# Extracted information
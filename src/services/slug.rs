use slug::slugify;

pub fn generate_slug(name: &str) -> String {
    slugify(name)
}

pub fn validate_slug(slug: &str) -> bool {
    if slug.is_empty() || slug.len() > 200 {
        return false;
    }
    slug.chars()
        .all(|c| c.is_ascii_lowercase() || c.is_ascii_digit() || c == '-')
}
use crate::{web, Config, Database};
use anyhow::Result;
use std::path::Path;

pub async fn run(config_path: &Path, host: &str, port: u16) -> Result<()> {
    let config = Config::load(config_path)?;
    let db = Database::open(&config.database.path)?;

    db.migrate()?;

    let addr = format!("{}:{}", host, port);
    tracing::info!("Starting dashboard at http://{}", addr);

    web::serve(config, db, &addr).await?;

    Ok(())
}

# Task instructions
Wherever the string "Result" occurs in the records, copy the line it is in.

# Exercise solution
use anyhow::Result;
pub async fn run(config_path: &Path, host: &str, port: u16) -> Result<()> {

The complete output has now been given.